> _WHAT YOU SHOULD DO_
Write out every entry again exactly as it stands.

[Saved data entries]

Start of Block

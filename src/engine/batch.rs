//! Batch jobs: a labeled, ordered set of deletion targets run as one unit.
//!
//! Build phase filters candidates to those that exist right now; a job with
//! zero survivors is "not found" and short-circuits to a skip report without
//! touching the monitor machinery. Run phase is fail-fast-but-isolated:
//! the first failing target stops the remainder of this job, but never any
//! other job and never the overall run.

#![allow(missing_docs)]

use std::fs;
use std::path::PathBuf;
use std::time::{Duration, Instant};

use crate::engine::delete::DeleteOp;
use crate::logger::activity::{ActivityEvent, ActivityLoggerHandle};

/// External input contract: a label plus a static candidate list.
#[derive(Debug, Clone, PartialEq, Eq)]
pub struct BatchSpec {
    pub label: String,
    pub candidates: Vec<PathBuf>,
}

impl BatchSpec {
    #[must_use]
    pub fn new(label: impl Into<String>, candidates: Vec<PathBuf>) -> Self {
        Self {
            label: label.into(),
            candidates,
        }
    }
}

/// Terminal status of one batch job.
#[derive(Debug, Clone, PartialEq, Eq)]
pub enum JobStatus {
    /// No candidate existed at build time; nothing was attempted.
    NotFound,
    /// Every attempted deletion succeeded.
    Success,
    /// A deletion failed; remaining targets in this job were skipped.
    Failed { code: String, message: String },
}

impl JobStatus {
    #[must_use]
    pub const fn is_failure(&self) -> bool {
        matches!(self, Self::Failed { .. })
    }
}

/// Per-job outcome, rendered once and then discarded.
#[derive(Debug, Clone)]
pub struct ExecutionResult {
    pub label: String,
    pub status: JobStatus,
    pub duration: Duration,
    /// Number of targets on which a delete was actually invoked.
    pub attempted: usize,
}

/// A built batch job ready to run.
#[derive(Debug, Clone)]
pub struct BatchJob {
    label: String,
    targets: Vec<PathBuf>,
}

impl BatchJob {
    /// Filter the spec's candidates down to paths that exist at build time.
    ///
    /// Existence may go stale by execution time; the deleter treats a
    /// vanished path as a no-op, so the window is harmless.
    #[must_use]
    pub fn build(spec: BatchSpec) -> Self {
        let targets = spec
            .candidates
            .into_iter()
            .filter(|path| fs::symlink_metadata(path).is_ok())
            .collect();
        Self {
            label: spec.label,
            targets,
        }
    }

    #[must_use]
    pub fn label(&self) -> &str {
        &self.label
    }

    /// Paths that survived the build-time existence filter, in input order.
    #[must_use]
    pub fn targets(&self) -> &[PathBuf] {
        &self.targets
    }

    /// A job is eligible to run only if at least one candidate existed.
    #[must_use]
    pub fn is_found(&self) -> bool {
        !self.targets.is_empty()
    }

    /// Execute deletions over the surviving targets in input order.
    pub fn run(&self, op: &dyn DeleteOp, logger: Option<&ActivityLoggerHandle>) -> ExecutionResult {
        let started = Instant::now();

        if !self.is_found() {
            return ExecutionResult {
                label: self.label.clone(),
                status: JobStatus::NotFound,
                duration: started.elapsed(),
                attempted: 0,
            };
        }

        let mut attempted = 0;
        let mut status = JobStatus::Success;
        for target in &self.targets {
            attempted += 1;
            if let Err(e) = op.delete(target) {
                status = JobStatus::Failed {
                    code: e.code().to_string(),
                    message: e.to_string(),
                };
                break;
            }
        }

        let duration = started.elapsed();
        if let Some(logger) = logger {
            #[allow(clippy::cast_possible_truncation)]
            logger.send(ActivityEvent::JobCompleted {
                label: self.label.clone(),
                ok: !status.is_failure(),
                duration_ms: duration.as_millis() as u64,
            });
        }

        ExecutionResult {
            label: self.label.clone(),
            status,
            duration,
            attempted,
        }
    }
}

#[cfg(test)]
mod tests {
    use super::*;
    use crate::core::errors::{Result, SweepError};
    use crate::engine::delete::DeleteAction;
    use parking_lot::Mutex;
    use std::path::Path;

    /// Records every delete call; fails on paths whose name contains "boom".
    #[derive(Default)]
    struct RecordingOp {
        calls: Mutex<Vec<PathBuf>>,
    }

    impl DeleteOp for RecordingOp {
        fn delete(&self, path: &Path) -> Result<DeleteAction> {
            self.calls.lock().push(path.to_path_buf());
            if path.to_string_lossy().contains("boom") {
                return Err(SweepError::UnlinkFailed {
                    path: path.to_path_buf(),
                    source: std::io::Error::other("injected"),
                });
            }
            Ok(DeleteAction::Unlinked)
        }
    }

    #[test]
    fn build_filters_missing_candidates() {
        let dir = tempfile::tempdir().unwrap();
        let exists = dir.path().join("a");
        fs::write(&exists, "x").unwrap();
        let missing = dir.path().join("b");

        let job = BatchJob::build(BatchSpec::new("test", vec![exists.clone(), missing]));
        assert!(job.is_found());
        assert_eq!(job.targets(), &[exists]);
    }

    #[test]
    fn empty_job_is_not_found_and_runs_nothing() {
        let dir = tempfile::tempdir().unwrap();
        let job = BatchJob::build(BatchSpec::new(
            "ghost",
            vec![dir.path().join("x"), dir.path().join("y")],
        ));
        assert!(!job.is_found());

        let op = RecordingOp::default();
        let result = job.run(&op, None);
        assert_eq!(result.status, JobStatus::NotFound);
        assert_eq!(result.attempted, 0);
        assert!(op.calls.lock().is_empty());
    }

    #[test]
    fn targets_run_in_input_order() {
        let dir = tempfile::tempdir().unwrap();
        let a = dir.path().join("a");
        let b = dir.path().join("b");
        let c = dir.path().join("c");
        for p in [&a, &b, &c] {
            fs::write(p, "x").unwrap();
        }

        let op = RecordingOp::default();
        let job = BatchJob::build(BatchSpec::new("ordered", vec![b.clone(), a.clone(), c.clone()]));
        let result = job.run(&op, None);

        assert_eq!(result.status, JobStatus::Success);
        assert_eq!(result.attempted, 3);
        assert_eq!(&*op.calls.lock(), &[b, a, c]);
    }

    #[test]
    fn failure_skips_remaining_targets() {
        let dir = tempfile::tempdir().unwrap();
        let first = dir.path().join("first");
        let boom = dir.path().join("boom");
        let never = dir.path().join("never");
        for p in [&first, &boom, &never] {
            fs::write(p, "x").unwrap();
        }

        let op = RecordingOp::default();
        let job = BatchJob::build(BatchSpec::new(
            "failing",
            vec![first.clone(), boom.clone(), never],
        ));
        let result = job.run(&op, None);

        assert!(result.status.is_failure());
        assert_eq!(result.attempted, 2);
        assert_eq!(&*op.calls.lock(), &[first, boom]);
        if let JobStatus::Failed { code, .. } = &result.status {
            assert_eq!(code, "DSW-3001");
        }
    }

    #[test]
    fn job_is_found_when_any_candidate_exists() {
        // ["/tmp/a" exists, "/tmp/b" missing] -> job found, the existing
        // file is deleted, the missing one never attempted.
        let dir = tempfile::tempdir().unwrap();
        let a = dir.path().join("a");
        fs::write(&a, "x").unwrap();
        let b = dir.path().join("b");

        let op = RecordingOp::default();
        let job = BatchJob::build(BatchSpec::new("partial", vec![a.clone(), b]));
        assert!(job.is_found());

        let result = job.run(&op, None);
        assert_eq!(result.status, JobStatus::Success);
        assert_eq!(result.attempted, 1);
        assert_eq!(&*op.calls.lock(), &[a]);
    }

    #[test]
    fn broken_symlink_counts_as_existing() {
        #[cfg(unix)]
        {
            let dir = tempfile::tempdir().unwrap();
            let link = dir.path().join("dangling");
            std::os::unix::fs::symlink(dir.path().join("gone"), &link).unwrap();

            let job = BatchJob::build(BatchSpec::new("links", vec![link]));
            assert!(job.is_found());
        }
    }
}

End of Block

> _RESPONSE AREA_
filename src/engine/batch.rs
//! Batch jobs: a labeled, ordered set of deletion targets run as one unit.
//!
//! Build phase filters candidates to those that exist right now; a job with
//! zero survivors is "not found" and short-circuits to a skip report without
//! touching the monitor machinery. Run phase is fail-fast-but-isolated:
//! the first failing target stops the remainder of this job, but never any
//! other job and never the overall run.

#![allow(missing_docs)]

use std::fs;
use std::path::PathBuf;
use std::time::{Duration, Instant};

use crate::engine::delete::DeleteOp;
use crate::logger::activity::{ActivityEvent, ActivityLoggerHandle};

/// External input contract: a label plus a static candidate list.
#[derive(Debug, Clone, PartialEq, Eq)]
pub struct BatchSpec {
    pub label: String,
    pub candidates: Vec<PathBuf>,
}

impl BatchSpec {
    #[must_use]
    pub fn new(label: impl Into<String>, candidates: Vec<PathBuf>) -> Self {
        Self {
            label: label.into(),
            candidates,
        }
    }
}

/// Terminal status of one batch job.
#[derive(Debug, Clone, PartialEq, Eq)]
pub enum JobStatus {
    /// No candidate existed at build time; nothing was attempted.
    NotFound,
    /// Every attempted deletion succeeded.
    Success,
    /// A deletion failed; remaining targets in this job were skipped.
    Failed { code: String, message: String },
}

impl JobStatus {
    #[must_use]
    pub const fn is_failure(&self) -> bool {
        matches!(self, Self::Failed { .. })
    }
}

/// Per-job outcome, rendered once and then discarded.
#[derive(Debug, Clone)]
pub struct ExecutionResult {
    pub label: String,
    pub status: JobStatus,
    pub duration: Duration,
    /// Number of targets on which a delete was actually invoked.
    pub attempted: usize,
}

/// A built batch job ready to run.
#[derive(Debug, Clone)]
pub struct BatchJob {
    label: String,
    targets: Vec<PathBuf>,
}

impl BatchJob {
    /// Filter the spec's candidates down to paths that exist at build time.
    ///
    /// Existence may go stale by execution time; the deleter treats a
    /// vanished path as a no-op, so the window is harmless.
    #[must_use]
    pub fn build(spec: BatchSpec) -> Self {
        let targets = spec
            .candidates
            .into_iter()
            .filter(|path| fs::symlink_metadata(path).is_ok())
            .collect();
        Self {
            label: spec.label,
            targets,
        }
    }

    #[must_use]
    pub fn label(&self) -> &str {
        &self.label
    }

    /// Paths that survived the build-time existence filter, in input order.
    #[must_use]
    pub fn targets(&self) -> &[PathBuf] {
        &self.targets
    }

    /// A job is eligible to run only if at least one candidate existed.
    #[must_use]
    pub fn is_found(&self) -> bool {
        !self.targets.is_empty()
    }

    /// Execute deletions over the surviving targets in input order.
    pub fn run(&self, op: &dyn DeleteOp, logger: Option<&ActivityLoggerHandle>) -> ExecutionResult {
        let started = Instant::now();

        if !self.is_found() {
            return ExecutionResult {
                label: self.label.clone(),
                status: JobStatus::NotFound,
                duration: started.elapsed(),
                attempted: 0,
            };
        }

        let mut attempted = 0;
        let mut status = JobStatus::Success;
        for target in &self.targets {
            attempted += 1;
            if let Err(e) = op.delete(target) {
                status = JobStatus::Failed {
                    code: e.code().to_string(),
                    message: e.to_string(),
                };
                break;
            }
        }

        let duration = started.elapsed();
        if let Some(logger) = logger {
            #[allow(clippy::cast_possible_truncation)]
            logger.send(ActivityEvent::JobCompleted {
                label: self.label.clone(),
                ok: !status.is_failure(),
                duration_ms: duration.as_millis() as u64,
            });
        }

        ExecutionResult {
            label: self.label.clone(),
            status,
            duration,
            attempted,
        }
    }
}

#[cfg(test)]
mod tests {
    use super::*;
    use crate::core::errors::{Result, SweepError};
    use crate::engine::delete::DeleteAction;
    use parking_lot::Mutex;
    use std::path::Path;

    /// Records every delete call; fails on paths whose name contains "boom".
    #[derive(Default)]
    struct RecordingOp {
        calls: Mutex<Vec<PathBuf>>,
    }

    impl DeleteOp for RecordingOp {
        fn delete(&self, path: &Path) -> Result<DeleteAction> {
            self.calls.lock().push(path.to_path_buf());
            if path.to_string_lossy().contains("boom") {
                return Err(SweepError::UnlinkFailed {
                    path: path.to_path_buf(),
                    source: std::io::Error::other("injected"),
                });
            }
            Ok(DeleteAction::Unlinked)
        }
    }

    #[test]
    fn build_filters_missing_candidates() {
        let dir = tempfile::tempdir().unwrap();
        let exists = dir.path().join("a");
        fs::write(&exists, "x").unwrap();
        let missing = dir.path().join("b");

        let job = BatchJob::build(BatchSpec::new("test", vec![exists.clone(), missing]));
        assert!(job.is_found());
        assert_eq!(job.targets(), &[exists]);
    }

    #[test]
    fn empty_job_is_not_found_and_runs_nothing() {
        let dir = tempfile::tempdir().unwrap();
        let job = BatchJob::build(BatchSpec::new(
            "ghost",
            vec![dir.path().join("x"), dir.path().join("y")],
        ));
        assert!(!job.is_found());

        let op = RecordingOp::default();
        let result = job.run(&op, None);
        assert_eq!(result.status, JobStatus::NotFound);
        assert_eq!(result.attempted, 0);
        assert!(op.calls.lock().is_empty());
    }

    #[test]
    fn targets_run_in_input_order() {
        let dir = tempfile::tempdir().unwrap();
        let a = dir.path().join("a");
        let b = dir.path().join("b");
        let c = dir.path().join("c");
        for p in [&a, &b, &c] {
            fs::write(p, "x").unwrap();
        }

        let op = RecordingOp::default();
        let job = BatchJob::build(BatchSpec::new("ordered", vec![b.clone(), a.clone(), c.clone()]));
        let result = job.run(&op, None);

        assert_eq!(result.status, JobStatus::Success);
        assert_eq!(result.attempted, 3);
        assert_eq!(&*op.calls.lock(), &[b, a, c]);
    }

    #[test]
    fn failure_skips_remaining_targets() {
        let dir = tempfile::tempdir().unwrap();
        let first = dir.path().join("first");
        let boom = dir.path().join("boom");
        let never = dir.path().join("never");
        for p in [&first, &boom, &never] {
            fs::write(p, "x").unwrap();
        }

        let op = RecordingOp::default();
        let job = BatchJob::build(BatchSpec::new(
            "failing",
            vec![first.clone(), boom.clone(), never],
        ));
        let result = job.run(&op, None);

        assert!(result.status.is_failure());
        assert_eq!(result.attempted, 2);
        assert_eq!(&*op.calls.lock(), &[first, boom]);
        if let JobStatus::Failed { code, .. } = &result.status {
            assert_eq!(code, "DSW-3001");
        }
    }

    #[test]
    fn job_is_found_when_any_candidate_exists() {
        // ["/tmp/a" exists, "/tmp/b" missing] -> job found, the existing
        // file is deleted, the missing one never attempted.
        let dir = tempfile::tempdir().unwrap();
        let a = dir.path().join("a");
        fs::write(&a, "x").unwrap();
        let b = dir.path().join("b");

        let op = RecordingOp::default();
        let job = BatchJob::build(BatchSpec::new("partial", vec![a.clone(), b]));
        assert!(job.is_found());

        let result = job.run(&op, None);
        assert_eq!(result.status, JobStatus::Success);
        assert_eq!(result.attempted, 1);
        assert_eq!(&*op.calls.lock(), &[a]);
    }

    #[test]
    fn broken_symlink_counts_as_existing() {
        #[cfg(unix)]
        {
            let dir = tempfile::tempdir().unwrap();
            let link = dir.path().join("dangling");
            std::os::unix::fs::symlink(dir.path().join("gone"), &link).unwrap();

            let job = BatchJob::build(BatchSpec::new("links", vec![link]));
            assert!(job.is_found());
        }
    }
}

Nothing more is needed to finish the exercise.